First, Jeong would go to med school, become a doctor, moonlight for years in comedy clubs and, later, at a crucial moment in his career, find out that his wife, also a physician, had breast cancer.
“What do you call the guy who graduates last in your class at med school? Doctor,” Jeong says. He laughs, his enjoyment of the old joke still contagious even though he’s talking via telephone from his home in Los Angeles. “You know? It’s a guaranteed, stable profession. And you’re doing good, and you’re helping people. There were so many factors in play at that time that medicine was just more appealing.”
So Jeong stuck with his pre-med studies at Duke University and put acting on the back burner.
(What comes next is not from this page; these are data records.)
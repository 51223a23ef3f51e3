//! Git repository fixtures.
//!
//! Repository identity only depends on the repository layout and its
//! remotes, so none of these fixtures create commits.

use std::path::Path;

/// Initialises a real git repository using `git2` (no commits, no remotes).
///
/// The repository name falls back to the directory name of `path`.
///
/// # Panics
/// Panics if `git2::Repository::init` fails.
pub fn real_git_repo(path: &Path) -> git2::Repository {
    git2::Repository::init(path).unwrap_or_else(|e| {
        panic!(
            "real_git_repo: failed to init repository at {}: {e}",
            path.display()
        )
    })
}

/// Initialises a real git repository with one remote per `(name, url)`.
///
/// # Panics
/// Panics if initialisation or adding a remote fails.
pub fn real_git_repo_with_remotes(path: &Path, remotes: &[(&str, &str)]) -> git2::Repository {
    let repo = real_git_repo(path);
    for (name, url) in remotes {
        repo.remote(name, url).unwrap_or_else(|e| {
            panic!("real_git_repo_with_remotes: failed to add remote {name} ({url}): {e}")
        });
    }
    repo
}

/// Shorthand for a repository whose `origin` points at `url`.
pub fn real_git_repo_with_origin(path: &Path, url: &str) -> git2::Repository {
    real_git_repo_with_remotes(path, &[("origin", url)])
}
It was a difficult decision, one that led to some intense discussions with his parents, who wanted a stable profession for their son.
“I promised him that if he got into medical school, I would give him the opportunity to develop his hobby and go anywhere in the world to develop his hobby,” Jeong’s father, retired economics professor D.K. Jeong, told the Greensboro News & Record in 2009.
So Jeong got his MD (specialization: internal medicine) in 1995 at the University of North Carolina at Chapel Hill, then pursued his residency in New Orleans. While there, he won the Big Easy Laff-Off, a contest judged by Budd Friedman, founder of the original Improv comedy club in New York, and former NBC chief Brandon Tartikoff. That landed Jeong the opportunity to perform for two nights at the Improv in Los Angeles, which ultimately led him to establish roots in California.
In Los Angeles, Jeong worked two jobs. During the day, he treated patients at an HMO clinic. At night, he scooped up as many stand-up gigs as he could, for a “lucrative” $10 to $25 a spot. His goal? To somehow parlay all that joke-telling into a career as an actor.